**PROMPT**
When a line below holds the string "disable", show that line.

(Saved entries)
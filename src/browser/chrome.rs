use anyhow::{anyhow, Context, Result};
use chromiumoxide::browser::{Browser, BrowserConfig};
use chromiumoxide::Page;
use futures::StreamExt;
use std::path::Path;
use std::time::{Duration, Instant};
use tempfile::TempDir;
use tokio::task::JoinHandle;
use tracing::{debug, info, warn};

use super::control::PageControl;
use crate::config::BrowserSettings;
use crate::extension::SENTINEL_TITLE;
use crate::protocol::ClientMessage;

/// How often `wait_for_selector` re-probes the page.
const SELECTOR_POLL_INTERVAL: Duration = Duration::from_millis(250);

/// A launched Chrome instance with the capture extension loaded.
///
/// Tab capture needs a real window, so the browser always runs headful. Each
/// session gets a throwaway profile directory; both it and the CDP handler
/// task live exactly as long as the session.
pub struct BrowserSession {
    browser: Browser,
    page: Page,
    handler_task: JoinHandle<()>,
    // Held for the browser's lifetime, removed on drop.
    _profile_dir: TempDir,
}

impl BrowserSession {
    /// Launch Chrome with the staged extension and capture auto-selection.
    pub async fn launch(settings: &BrowserSettings, extension_dir: &Path) -> Result<Self> {
        let profile_dir =
            TempDir::with_prefix("tabrec-profile-").context("Failed to create profile dir")?;

        let extension = extension_dir.to_string_lossy();
        let mut builder = BrowserConfig::builder()
            .with_head()
            .window_size(settings.window_width, settings.window_height)
            .user_data_dir(profile_dir.path())
            // Let the picker resolve to the retitled tab without interaction.
            .arg(format!("--auto-select-desktop-capture-source={}", SENTINEL_TITLE))
            .arg(format!("--disable-extensions-except={}", extension))
            .arg(format!("--load-extension={}", extension))
            // The content script's play handler is the one gesture we trust.
            .arg("--autoplay-policy=user-gesture-required")
            .arg("--disable-infobars");

        if settings.no_sandbox {
            builder = builder.arg("--no-sandbox");
        }
        if let Some(path) = &settings.chrome_path {
            builder = builder.chrome_executable(path);
        }

        let config = builder
            .build()
            .map_err(|e| anyhow!("Failed to build browser config: {}", e))?;

        info!(
            "Launching browser ({}x{}, extension at {})",
            settings.window_width, settings.window_height, extension
        );

        let (browser, mut handler) = Browser::launch(config)
            .await
            .context("Failed to launch browser")?;

        // The handler must be polled for the CDP connection to make progress.
        let handler_task = tokio::spawn(async move {
            while let Some(event) = handler.next().await {
                if let Err(e) = event {
                    debug!("CDP handler event error: {}", e);
                }
            }
        });

        let page = browser
            .new_page("about:blank")
            .await
            .context("Failed to open page")?;

        info!("Browser launched");

        Ok(Self {
            browser,
            page,
            handler_task,
            _profile_dir: profile_dir,
        })
    }

    pub fn page(&self) -> &Page {
        &self.page
    }

    /// A cloneable page-control handle for session logic and click workers.
    pub fn control(&self) -> PageHandle {
        PageHandle {
            page: self.page.clone(),
        }
    }

    /// Navigate the page and wait for the load to settle.
    pub async fn navigate(&self, url: &str) -> Result<()> {
        info!("Navigating to {}", url);
        self.page
            .goto(url)
            .await
            .with_context(|| format!("Failed to navigate to {}", url))?;
        self.page
            .wait_for_navigation()
            .await
            .with_context(|| format!("Navigation to {} did not settle", url))?;
        Ok(())
    }

    /// Shut the browser down and reap the child process.
    pub async fn close(mut self) -> Result<()> {
        info!("Closing browser");
        if let Err(e) = self.browser.close().await {
            warn!("Browser close request failed: {}", e);
        }
        if let Err(e) = self.browser.wait().await {
            warn!("Browser did not exit cleanly: {}", e);
        }
        self.handler_task.abort();
        Ok(())
    }
}

/// Live implementation of [`PageControl`] over a CDP page.
#[derive(Clone)]
pub struct PageHandle {
    page: Page,
}

#[async_trait::async_trait]
impl PageControl for PageHandle {
    async fn wait_for_selector(&self, selector: &str, timeout: Duration) -> Result<()> {
        let deadline = Instant::now() + timeout;
        loop {
            if self.page.find_element(selector).await.is_ok() {
                return Ok(());
            }
            if Instant::now() >= deadline {
                return Err(anyhow!("Timed out waiting for selector {}", selector));
            }
            tokio::time::sleep(SELECTOR_POLL_INTERVAL).await;
        }
    }

    async fn click(&self, selector: &str) -> Result<()> {
        let element = self
            .page
            .find_element(selector)
            .await
            .with_context(|| format!("Element {} not found", selector))?;
        element
            .click()
            .await
            .with_context(|| format!("Failed to click {}", selector))?;
        Ok(())
    }

    async fn pause_media(&self) -> Result<()> {
        self.page
            .evaluate("for (const video of document.querySelectorAll('video')) video.pause()")
            .await
            .context("Failed to pause videos")?;
        Ok(())
    }

    async fn broadcast_stop(&self) -> Result<()> {
        let stop = serde_json::to_string(&ClientMessage::Stop)?;
        self.page
            .evaluate(format!("window.postMessage({}, '*')", stop))
            .await
            .context("Failed to broadcast stop signal")?;
        Ok(())
    }
}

**EXPECTED OUTPUT**
            .arg(format!("--disable-extensions-except={}", extension))
            .arg("--disable-infobars");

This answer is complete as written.